Wednesday 14 November 2007
Jenufa - the play
Simon Annand took this production photograph of the great Paola Dionisotti as the Kostelnicka and outstanding newcomer Jodie McNee as her stepdaughter Jenufa in Irina Brown's UK premiere of Gabriela Preissova's 1890 play. Timberlake Wertenbaker adapted it for the Natural Perspective theatre company's first show at the Arcola Theatre.
It was a revelation. I had come to admire Preissova's achievement when I was preparing classes on Janacek's searing opera at the City Lit; but I had no idea quite how much emotional power Janacek owed to the original play (in Moravian dialect) until I had the chance to see it come across with full force in this dedicated production. The tale, based on a true story of a girl whose stepmother drowned her illegitimate child in an attempt to save her reputation, is universal (even if that sort of thing doesn't happen in our culture, there are plenty of cases even in this country where it still applies). Brown gave it a timelessness by the use of music from eastern Europe and elsewhere - plausible recreations of Bulgarian throat-singing, for instance - to punctuate the scenes of village life.
I couldn't help hearing some of Janacek's unforgettable ideas at times, as in the very moving dialogue in which the Kostelnicka pleads with handsome, feckless Steva to acknowledge his child and, of course, the final scene where, her disowned stepmother having gone off to be sentenced, Jenufa faces the future together with the man who once slashed her face with a knife. Janacek's music surges in irresistible late romantic radiance; but the play is more ambiguous. 'I will be your wife', says Jenufa. 'After all, it's what she wanted. It's what Mama wanted'. Is this a sign of forgiveness for the woman she has just refused to call mother, or a bitter acknowledgment of the Kostelnicka's dominating forcefulness? In a discussion afterwards, Irina Brown told us how she'd come back to see the actors work out this scene three weeks into the run, and couldn't speak afterwards for the emotions it wrought in her. They had, she said, 'gone their own way'. And what a magnificent ensemble, almost as good as the Cloud Nine team (see below). Jodie McNee turns hauntingly from a serious but impulsive girl to a suffering young woman and on to a reflection of her stepmother; the two young men - Oscar Pearce as Laca and Ben Mansfield as Steva - both win our sympathy against the odds. Dionisotti is anything but histrionic, a charge levelled in one clearly misguided review: quiet, dignified, but with terrifying banked fires that erupt from time to time.

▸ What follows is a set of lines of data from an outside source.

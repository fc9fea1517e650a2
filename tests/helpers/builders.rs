use routegate::rbac::{
    HttpVerb, NewPermission, NewRole, Permission, RbacService, Role, RoleId, Route,
};

/// Builder for creating test roles
pub struct RoleBuilder {
    name: String,
    description: Option<String>,
    parent_id: Option<RoleId>,
}

impl RoleBuilder {
    pub fn new(name: &str) -> Self {
        Self {
            name: name.to_string(),
            description: None,
            parent_id: None,
        }
    }

    pub fn with_description(mut self, description: &str) -> Self {
        self.description = Some(description.to_string());
        self
    }

    pub fn child_of(mut self, parent: &Role) -> Self {
        self.parent_id = Some(parent.id.clone());
        self
    }

    pub async fn create(self, service: &RbacService) -> Role {
        service
            .create_role(NewRole {
                name: self.name,
                description: self.description,
                parent_id: self.parent_id,
            })
            .await
            .expect("Failed to create test role")
            .expect("Parent role not found")
    }
}

/// Builder for creating test permissions
pub struct PermissionBuilder {
    route: Route,
    name: Option<String>,
    roles: Option<Vec<RoleId>>,
}

impl PermissionBuilder {
    pub fn new(path: &str, method: HttpVerb) -> Self {
        Self {
            route: Route::new(path, method),
            name: None,
            roles: None,
        }
    }

    pub fn with_name(mut self, name: &str) -> Self {
        self.name = Some(name.to_string());
        self
    }

    pub fn granted_to(mut self, roles: &[&Role]) -> Self {
        self.roles = Some(roles.iter().map(|r| r.id.clone()).collect());
        self
    }

    pub fn with_role_ids(mut self, roles: Vec<RoleId>) -> Self {
        self.roles = Some(roles);
        self
    }

    pub async fn create(self, service: &RbacService) -> Permission {
        service
            .create_entry(NewPermission {
                route: self.route,
                name: self.name,
                roles: self.roles,
            })
            .await
            .expect("Failed to create test permission")
    }
}
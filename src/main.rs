use std::path::PathBuf;
use std::sync::Arc;

use clap::{Parser, Subcommand};
use miette::{miette, Result};
use routegate::rbac::{RbacService, SnapshotCache};
use routegate::{seed, settings, storage, web};
use tracing_subscriber::{fmt, EnvFilter};

#[derive(Parser, Debug)]
#[command(
    name = "routegate",
    version,
    about = "Role-based access control for HTTP routes"
)]
struct Cli {
    /// Path to configuration file
    #[arg(short, long, default_value = "config.toml")]
    config: String,

    #[command(subcommand)]
    command: Option<Command>,
}

#[derive(Subcommand, Debug)]
enum Command {
    /// Run the admin API (default)
    Serve,
    /// Apply a seed file of roles and permissions
    Seed {
        /// Falls back to `rbac.seed_file` from the configuration
        file: Option<PathBuf>,
    },
    /// Print every registered route
    Routes,
}

#[tokio::main]
async fn main() -> Result<()> {
    // logging
    let env_filter = EnvFilter::try_from_default_env().unwrap_or_else(|_| EnvFilter::new("info"));
    fmt().with_env_filter(env_filter).init();

    let cli = Cli::parse();

    match cli.command.unwrap_or(Command::Serve) {
        Command::Routes => {
            // Malformed routes fail here, before anything listens
            let app = web::admin_routes()?;
            for def in app.registry().routes() {
                println!(
                    "{:<8} {:<7} {:<32} {}",
                    def.module,
                    def.method.to_string().to_uppercase(),
                    def.path,
                    def.description.as_deref().unwrap_or("")
                );
            }
            Ok(())
        }
        Command::Seed { file } => {
            let settings = settings::Settings::load(&cli.config)?;
            let path = file
                .or(settings.rbac.seed_file.clone())
                .ok_or_else(|| miette!("no seed file given and rbac.seed_file is not set"))?;

            let db = storage::init(&settings.database).await?;
            let cache = Arc::new(SnapshotCache::load(&db).await?);
            let service = RbacService::new(db, cache);

            let file = seed::SeedFile::load(&path)?;
            let report = seed::apply(&service, &file).await?;
            tracing::info!(
                path = %path.display(),
                roles = report.roles_created,
                permissions = report.permissions_created,
                "Seeding complete"
            );
            Ok(())
        }
        Command::Serve => {
            let settings = settings::Settings::load(&cli.config)?;
            tracing::info!(?settings, "Loaded configuration");

            let db = storage::init(&settings.database).await?;
            web::serve(settings, db).await
        }
    }
}
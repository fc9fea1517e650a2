use sea_orm::entity::prelude::*;

#[derive(Clone, Debug, PartialEq, Eq, DeriveEntityModel)]
#[sea_orm(table_name = "role_permissions")]
pub struct Model {
    #[sea_orm(primary_key, auto_increment = true)]
    pub id: i64,
    pub role_id: String,
    pub permission_id: String,
}

#[derive(Copy, Clone, Debug, EnumIter, DeriveRelation)]
pub enum Relation {}

impl ActiveModelBehavior for ActiveModel {}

I only hope this thoughtful production of a masterly play has a chance to transfer. Even if it doesn't, I'm delighted to have caught it at the wonderful, friendly Arcola in Stoke Newington, just around the corner from what has to be one of the best Turkish restaurants in London, 19 Numara Bos Cirrik, with its delicious lahmacun and special onions soaked in turnip and pomegranate juice. We just had time to snatch a meal there before the show, and the waitress had been told by so many customers how she had to go and see the play. I hope she does. Sadly, it finishes on Saturday.